[Items from a data source]
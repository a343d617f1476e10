//! Shared registry of live sessions.

use crate::event_store::domain::{Event, SequenceNumber};
use crate::event_store::ports::EventStore;
use crate::protocol::ProtocolMessage;
use crate::session::domain::{
    CloseOutcome, Session, SessionError, SessionId, SessionLifecycleEvent, SessionResult,
    TransportBinding,
};
use mockable::Clock;
use std::collections::{HashMap, HashSet};
use std::fmt;
use std::sync::{Arc, RwLock, RwLockReadGuard, RwLockWriteGuard};
use tokio::sync::{Mutex, broadcast};
use tracing::{debug, info, warn};

/// Number of fresh ids tried before `create_session` gives up.
const MAX_ID_ATTEMPTS: usize = 8;
const LIFECYCLE_CAPACITY: usize = 64;
const EVENT_FEED_CAPACITY: usize = 256;

type IdSource = dyn Fn() -> SessionId + Send + Sync;

struct LiveSession {
    session: Session,
    lane: Arc<Mutex<()>>,
    feed: broadcast::Sender<Event>,
}

#[derive(Default)]
struct RegistryState {
    live: HashMap<SessionId, LiveSession>,
    retired: HashSet<SessionId>,
}

/// A live event subscription primed with the backlog after a cursor.
#[derive(Debug)]
pub struct EventSubscription {
    /// Events already recorded after the requested cursor.
    pub backlog: Vec<Event>,
    /// Events recorded from now on. Closed when the session closes.
    pub live: broadcast::Receiver<Event>,
}

/// Sole owner of every live [`Session`].
///
/// The live table is guarded by a read/write lock: creation, closure and
/// event recording take the write lock, lookups take the read lock. Closed
/// ids are remembered so they are never handed out again.
pub struct SessionRegistry {
    state: RwLock<RegistryState>,
    events: Arc<dyn EventStore>,
    clock: Arc<dyn Clock + Send + Sync>,
    lifecycle: broadcast::Sender<SessionLifecycleEvent>,
    id_source: Box<IdSource>,
}

impl SessionRegistry {
    /// Creates an empty registry recording events into `events`.
    #[must_use]
    pub fn new(events: Arc<dyn EventStore>, clock: Arc<dyn Clock + Send + Sync>) -> Self {
        let (lifecycle, _) = broadcast::channel(LIFECYCLE_CAPACITY);
        Self {
            state: RwLock::default(),
            events,
            clock,
            lifecycle,
            id_source: Box::new(SessionId::new),
        }
    }

    /// Replaces the id generator.
    #[must_use]
    pub fn with_id_source(
        mut self,
        source: impl Fn() -> SessionId + Send + Sync + 'static,
    ) -> Self {
        self.id_source = Box::new(source);
        self
    }

    fn read_state(&self) -> SessionResult<RwLockReadGuard<'_, RegistryState>> {
        self.state
            .read()
            .map_err(|e| SessionError::state(std::io::Error::other(e.to_string())))
    }

    fn write_state(&self) -> SessionResult<RwLockWriteGuard<'_, RegistryState>> {
        self.state
            .write()
            .map_err(|e| SessionError::state(std::io::Error::other(e.to_string())))
    }

    fn announce(&self, event: SessionLifecycleEvent) {
        if self.lifecycle.send(event).is_err() {
            debug!(session_id = %event.session_id(), "no lifecycle subscribers");
        }
    }

    /// Opens a new session with an unused id.
    ///
    /// # Errors
    ///
    /// Returns [`SessionError::IdExhausted`] if every candidate id collides
    /// with a live or retired one, or [`SessionError::State`] on lock failure.
    pub fn create_session(&self, binding: TransportBinding) -> SessionResult<Session> {
        let session = {
            let mut state = self.write_state()?;
            let id = (0..MAX_ID_ATTEMPTS)
                .map(|_| (self.id_source)())
                .find(|candidate| {
                    !state.live.contains_key(candidate) && !state.retired.contains(candidate)
                })
                .ok_or(SessionError::IdExhausted {
                    attempts: MAX_ID_ATTEMPTS,
                })?;

            let session = Session::new(id, binding, &*self.clock);
            let (feed, _) = broadcast::channel(EVENT_FEED_CAPACITY);
            state.live.insert(
                id,
                LiveSession {
                    session: session.clone(),
                    lane: Arc::new(Mutex::new(())),
                    feed,
                },
            );
            session
        };

        info!(session_id = %session.id(), binding = %binding, "session created");
        self.announce(SessionLifecycleEvent::Created(session.id()));
        Ok(session)
    }

    /// Returns a snapshot of a live session.
    ///
    /// # Errors
    ///
    /// Returns [`SessionError::NotFound`] when the id is unknown or retired.
    pub fn lookup(&self, id: SessionId) -> SessionResult<Session> {
        self.read_state()?
            .live
            .get(&id)
            .map(|live| live.session.clone())
            .ok_or(SessionError::NotFound(id))
    }

    /// Returns `true` when the id belonged to a session that has closed.
    #[must_use]
    pub fn is_retired(&self, id: SessionId) -> bool {
        self.read_state()
            .map(|state| state.retired.contains(&id))
            .unwrap_or(false)
    }

    /// Closes a session, releases its event log and retires its id.
    ///
    /// Closing drops the session's event feed, which ends any attached
    /// server-to-client streams.
    ///
    /// # Errors
    ///
    /// Returns [`SessionError::NotFound`] when the id was never issued.
    pub fn close(&self, id: SessionId) -> SessionResult<CloseOutcome> {
        let mut closed = {
            let mut state = self.write_state()?;
            let Some(live) = state.live.remove(&id) else {
                return if state.retired.contains(&id) {
                    Ok(CloseOutcome::AlreadyClosed)
                } else {
                    Err(SessionError::NotFound(id))
                };
            };
            state.retired.insert(id);
            live.session
        };
        closed.mark_closed();

        if let Err(err) = self.events.release(id) {
            warn!(session_id = %id, error = %err, "failed to release event log");
        }

        info!(
            session_id = %id,
            binding = %closed.binding(),
            last_event_seq = ?closed.last_event_seq().map(|seq| seq.value()),
            "session closed"
        );
        self.announce(SessionLifecycleEvent::Closed(id));
        Ok(CloseOutcome::Closed)
    }

    /// Closes every live session. Failures are logged, not propagated.
    ///
    /// Returns the number of sessions closed.
    pub fn close_all(&self) -> usize {
        let ids = match self.read_state() {
            Ok(state) => state.live.keys().copied().collect::<Vec<_>>(),
            Err(err) => {
                warn!(error = %err, "cannot enumerate sessions for shutdown");
                return 0;
            }
        };

        ids.into_iter()
            .filter(|id| match self.close(*id) {
                Ok(outcome) => outcome == CloseOutcome::Closed,
                Err(err) => {
                    warn!(session_id = %id, error = %err, "failed to close session");
                    false
                }
            })
            .count()
    }

    /// Appends an outbound message to the session's log and forwards it to
    /// live subscribers.
    ///
    /// # Errors
    ///
    /// Returns [`SessionError::NotFound`] for unknown sessions and
    /// [`SessionError::EventStore`] if the append fails.
    pub fn record(&self, id: SessionId, message: ProtocolMessage) -> SessionResult<Event> {
        let mut state = self.write_state()?;
        let live = state.live.get_mut(&id).ok_or(SessionError::NotFound(id))?;

        let event = self.events.append(id, message)?;
        live.session.record_event(event.seq());
        if live.feed.send(event.clone()).is_err() {
            debug!(session_id = %id, seq = %event.seq(), "no live stream attached");
        }
        Ok(event)
    }

    /// Returns the mutex that serializes request handling for a session.
    ///
    /// # Errors
    ///
    /// Returns [`SessionError::NotFound`] for unknown sessions.
    pub fn dispatch_lane(&self, id: SessionId) -> SessionResult<Arc<Mutex<()>>> {
        self.read_state()?
            .live
            .get(&id)
            .map(|live| Arc::clone(&live.lane))
            .ok_or(SessionError::NotFound(id))
    }

    /// Subscribes to events recorded for a session from now on.
    ///
    /// # Errors
    ///
    /// Returns [`SessionError::NotFound`] for unknown sessions.
    pub fn subscribe_events(&self, id: SessionId) -> SessionResult<broadcast::Receiver<Event>> {
        self.read_state()?
            .live
            .get(&id)
            .map(|live| live.feed.subscribe())
            .ok_or(SessionError::NotFound(id))
    }

    /// Subscribes to live events and replays everything after `cursor`.
    ///
    /// Both happen under one read lock, so no event is lost or delivered
    /// twice between the backlog and the live feed.
    ///
    /// # Errors
    ///
    /// Returns [`SessionError::NotFound`] for unknown sessions and
    /// [`SessionError::EventStore`] when the cursor has expired.
    pub fn attach(
        &self,
        id: SessionId,
        cursor: SequenceNumber,
    ) -> SessionResult<EventSubscription> {
        let state = self.read_state()?;
        let live = state.live.get(&id).ok_or(SessionError::NotFound(id))?;
        let receiver = live.feed.subscribe();
        let backlog = self.events.replay_from(id, cursor)?;
        Ok(EventSubscription {
            backlog,
            live: receiver,
        })
    }

    /// Replays recorded events after `cursor` for a live session.
    ///
    /// # Errors
    ///
    /// Returns [`SessionError::NotFound`] for unknown sessions and
    /// [`SessionError::EventStore`] when the cursor has expired.
    pub fn replay(&self, id: SessionId, cursor: SequenceNumber) -> SessionResult<Vec<Event>> {
        let state = self.read_state()?;
        if !state.live.contains_key(&id) {
            return Err(SessionError::NotFound(id));
        }
        Ok(self.events.replay_from(id, cursor)?)
    }

    /// Subscribes to session lifecycle events.
    #[must_use]
    pub fn subscribe_lifecycle(&self) -> broadcast::Receiver<SessionLifecycleEvent> {
        self.lifecycle.subscribe()
    }

    /// Returns the number of live sessions.
    #[must_use]
    pub fn len(&self) -> usize {
        self.read_state().map(|state| state.live.len()).unwrap_or(0)
    }

    /// Returns `true` when no session is live.
    #[must_use]
    pub fn is_empty(&self) -> bool {
        self.len() == 0
    }
}

impl fmt::Debug for SessionRegistry {
    fn fmt(&self, f: &mut fmt::Formatter<'_>) -> fmt::Result {
        f.debug_struct("SessionRegistry")
            .field("live", &self.len())
            .finish_non_exhaustive()
    }
}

• [Exercise details]
Identify the lines above that contain the word "clone", then copy them.

• [Exercise response]
                    session: session.clone(),
            .map(|live| live.session.clone())
        if live.feed.send(event.clone()).is_err() {
            .map(|live| Arc::clone(&live.lane))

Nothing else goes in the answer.